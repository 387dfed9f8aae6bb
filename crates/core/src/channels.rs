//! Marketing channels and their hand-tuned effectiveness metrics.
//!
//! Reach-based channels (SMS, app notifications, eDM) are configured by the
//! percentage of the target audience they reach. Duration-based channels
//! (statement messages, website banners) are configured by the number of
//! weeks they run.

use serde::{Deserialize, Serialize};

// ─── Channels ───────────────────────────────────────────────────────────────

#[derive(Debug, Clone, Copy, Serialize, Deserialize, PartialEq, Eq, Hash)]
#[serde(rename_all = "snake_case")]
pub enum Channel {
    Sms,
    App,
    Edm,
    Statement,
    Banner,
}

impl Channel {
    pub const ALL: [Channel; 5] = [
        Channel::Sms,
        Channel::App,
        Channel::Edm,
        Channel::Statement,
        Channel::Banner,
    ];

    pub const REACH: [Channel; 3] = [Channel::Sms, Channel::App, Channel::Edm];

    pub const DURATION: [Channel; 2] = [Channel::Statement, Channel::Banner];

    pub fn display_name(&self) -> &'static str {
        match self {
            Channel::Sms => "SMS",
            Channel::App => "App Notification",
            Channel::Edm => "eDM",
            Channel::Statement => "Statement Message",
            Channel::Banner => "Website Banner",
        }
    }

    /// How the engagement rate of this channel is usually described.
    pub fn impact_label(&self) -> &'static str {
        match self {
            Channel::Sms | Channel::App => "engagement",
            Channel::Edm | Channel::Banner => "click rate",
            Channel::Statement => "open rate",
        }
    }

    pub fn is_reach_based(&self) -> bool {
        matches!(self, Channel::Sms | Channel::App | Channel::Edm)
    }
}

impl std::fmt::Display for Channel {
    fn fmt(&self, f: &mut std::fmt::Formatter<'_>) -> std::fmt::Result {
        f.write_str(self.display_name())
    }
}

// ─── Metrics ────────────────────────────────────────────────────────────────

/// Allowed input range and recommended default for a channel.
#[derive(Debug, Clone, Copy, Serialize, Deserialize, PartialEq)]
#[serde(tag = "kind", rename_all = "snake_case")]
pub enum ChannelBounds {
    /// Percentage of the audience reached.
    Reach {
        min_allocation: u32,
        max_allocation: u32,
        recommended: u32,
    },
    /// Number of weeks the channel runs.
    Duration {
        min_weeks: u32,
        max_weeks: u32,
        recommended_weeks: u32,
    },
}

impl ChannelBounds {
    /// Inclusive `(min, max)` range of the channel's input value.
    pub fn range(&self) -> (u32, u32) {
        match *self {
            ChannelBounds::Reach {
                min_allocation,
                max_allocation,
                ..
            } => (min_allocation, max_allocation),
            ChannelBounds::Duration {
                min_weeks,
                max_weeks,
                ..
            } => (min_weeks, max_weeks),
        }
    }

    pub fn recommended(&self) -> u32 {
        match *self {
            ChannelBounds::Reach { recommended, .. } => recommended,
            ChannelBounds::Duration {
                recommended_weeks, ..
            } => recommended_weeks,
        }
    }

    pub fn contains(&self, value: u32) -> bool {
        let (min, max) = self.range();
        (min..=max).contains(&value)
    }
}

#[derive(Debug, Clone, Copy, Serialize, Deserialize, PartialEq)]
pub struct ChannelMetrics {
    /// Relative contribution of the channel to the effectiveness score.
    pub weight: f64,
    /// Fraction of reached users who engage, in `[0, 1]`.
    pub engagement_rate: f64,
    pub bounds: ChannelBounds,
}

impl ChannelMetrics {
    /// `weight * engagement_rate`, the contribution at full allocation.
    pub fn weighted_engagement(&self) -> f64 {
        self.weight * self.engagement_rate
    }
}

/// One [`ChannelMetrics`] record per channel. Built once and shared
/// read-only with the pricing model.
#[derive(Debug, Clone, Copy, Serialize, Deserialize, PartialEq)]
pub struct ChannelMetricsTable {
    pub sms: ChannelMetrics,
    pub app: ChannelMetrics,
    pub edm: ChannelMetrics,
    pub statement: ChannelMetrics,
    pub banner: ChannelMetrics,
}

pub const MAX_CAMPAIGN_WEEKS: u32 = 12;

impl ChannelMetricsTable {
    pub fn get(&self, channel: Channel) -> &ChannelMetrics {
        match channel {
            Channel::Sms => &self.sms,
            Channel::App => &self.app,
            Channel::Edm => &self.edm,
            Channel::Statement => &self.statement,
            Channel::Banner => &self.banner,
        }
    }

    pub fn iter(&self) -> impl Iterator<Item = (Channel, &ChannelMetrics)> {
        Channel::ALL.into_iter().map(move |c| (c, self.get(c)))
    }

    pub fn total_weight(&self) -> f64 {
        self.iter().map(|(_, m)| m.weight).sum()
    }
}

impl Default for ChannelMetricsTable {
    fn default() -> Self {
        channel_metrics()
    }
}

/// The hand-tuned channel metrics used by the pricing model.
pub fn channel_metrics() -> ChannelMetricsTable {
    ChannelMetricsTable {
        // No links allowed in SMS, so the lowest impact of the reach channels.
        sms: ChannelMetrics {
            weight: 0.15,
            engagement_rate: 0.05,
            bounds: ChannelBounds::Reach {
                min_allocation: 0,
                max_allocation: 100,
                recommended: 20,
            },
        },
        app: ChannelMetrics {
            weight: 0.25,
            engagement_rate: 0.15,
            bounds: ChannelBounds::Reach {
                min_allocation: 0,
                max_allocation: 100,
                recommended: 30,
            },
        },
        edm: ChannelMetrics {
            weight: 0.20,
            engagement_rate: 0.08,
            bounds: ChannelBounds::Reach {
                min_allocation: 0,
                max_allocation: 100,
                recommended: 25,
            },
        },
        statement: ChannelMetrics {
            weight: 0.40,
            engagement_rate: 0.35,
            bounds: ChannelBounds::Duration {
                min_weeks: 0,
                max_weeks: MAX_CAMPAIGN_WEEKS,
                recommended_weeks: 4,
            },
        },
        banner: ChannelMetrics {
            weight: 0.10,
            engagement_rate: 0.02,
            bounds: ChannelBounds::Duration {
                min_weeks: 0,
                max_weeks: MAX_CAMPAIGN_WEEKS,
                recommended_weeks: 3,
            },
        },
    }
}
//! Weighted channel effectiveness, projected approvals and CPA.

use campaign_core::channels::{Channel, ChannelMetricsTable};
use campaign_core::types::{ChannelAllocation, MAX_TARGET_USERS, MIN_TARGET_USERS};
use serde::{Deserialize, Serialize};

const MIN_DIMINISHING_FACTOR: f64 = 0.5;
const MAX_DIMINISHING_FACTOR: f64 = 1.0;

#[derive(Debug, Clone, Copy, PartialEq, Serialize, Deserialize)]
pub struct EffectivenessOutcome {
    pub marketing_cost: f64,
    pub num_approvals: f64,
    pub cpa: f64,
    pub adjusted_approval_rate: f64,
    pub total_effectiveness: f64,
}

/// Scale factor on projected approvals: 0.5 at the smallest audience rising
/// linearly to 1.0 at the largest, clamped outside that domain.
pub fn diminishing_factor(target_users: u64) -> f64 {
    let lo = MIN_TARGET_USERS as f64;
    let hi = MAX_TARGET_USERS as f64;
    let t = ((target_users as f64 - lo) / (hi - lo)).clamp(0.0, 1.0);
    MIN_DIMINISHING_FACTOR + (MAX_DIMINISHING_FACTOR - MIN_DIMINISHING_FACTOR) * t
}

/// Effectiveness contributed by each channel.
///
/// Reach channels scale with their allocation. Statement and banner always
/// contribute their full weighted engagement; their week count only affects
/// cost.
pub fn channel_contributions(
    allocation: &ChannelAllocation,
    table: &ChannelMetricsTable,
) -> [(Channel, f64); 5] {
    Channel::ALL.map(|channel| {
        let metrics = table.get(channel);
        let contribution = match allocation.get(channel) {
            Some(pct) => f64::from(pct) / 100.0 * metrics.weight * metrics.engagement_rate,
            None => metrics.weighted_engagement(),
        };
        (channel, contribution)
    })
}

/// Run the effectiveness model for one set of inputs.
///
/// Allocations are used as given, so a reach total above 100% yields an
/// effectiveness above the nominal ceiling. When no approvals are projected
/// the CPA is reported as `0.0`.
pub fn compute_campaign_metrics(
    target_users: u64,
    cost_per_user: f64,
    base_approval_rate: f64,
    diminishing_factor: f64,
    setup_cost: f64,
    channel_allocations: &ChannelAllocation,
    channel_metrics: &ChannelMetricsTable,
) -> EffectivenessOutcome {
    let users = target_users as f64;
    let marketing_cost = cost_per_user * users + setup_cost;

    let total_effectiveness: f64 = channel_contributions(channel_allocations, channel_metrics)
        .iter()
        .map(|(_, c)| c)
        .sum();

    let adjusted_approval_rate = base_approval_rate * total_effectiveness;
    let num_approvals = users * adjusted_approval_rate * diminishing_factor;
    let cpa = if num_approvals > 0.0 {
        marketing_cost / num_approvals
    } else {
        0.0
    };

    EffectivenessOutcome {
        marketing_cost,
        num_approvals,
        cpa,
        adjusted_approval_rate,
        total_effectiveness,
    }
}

——————————

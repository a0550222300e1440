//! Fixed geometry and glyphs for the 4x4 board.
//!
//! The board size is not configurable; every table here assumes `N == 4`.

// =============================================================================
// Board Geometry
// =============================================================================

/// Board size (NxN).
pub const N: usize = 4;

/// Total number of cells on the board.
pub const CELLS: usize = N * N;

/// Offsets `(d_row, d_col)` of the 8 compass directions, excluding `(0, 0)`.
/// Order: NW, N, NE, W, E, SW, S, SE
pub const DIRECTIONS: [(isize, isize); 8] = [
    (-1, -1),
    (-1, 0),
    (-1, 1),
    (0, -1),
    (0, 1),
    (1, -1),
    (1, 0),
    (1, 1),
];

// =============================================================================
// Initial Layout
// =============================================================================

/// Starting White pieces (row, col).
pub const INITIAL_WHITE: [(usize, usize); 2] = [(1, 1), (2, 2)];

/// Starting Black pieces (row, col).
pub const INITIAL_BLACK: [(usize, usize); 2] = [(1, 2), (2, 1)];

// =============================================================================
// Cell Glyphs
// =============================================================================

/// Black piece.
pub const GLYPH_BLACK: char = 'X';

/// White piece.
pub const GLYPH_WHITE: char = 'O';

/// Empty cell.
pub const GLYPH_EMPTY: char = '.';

——————————

■ Exercise details: Total the lines of the data that include the word "their", and give that total as the sole response.

■ Finished exercise: 3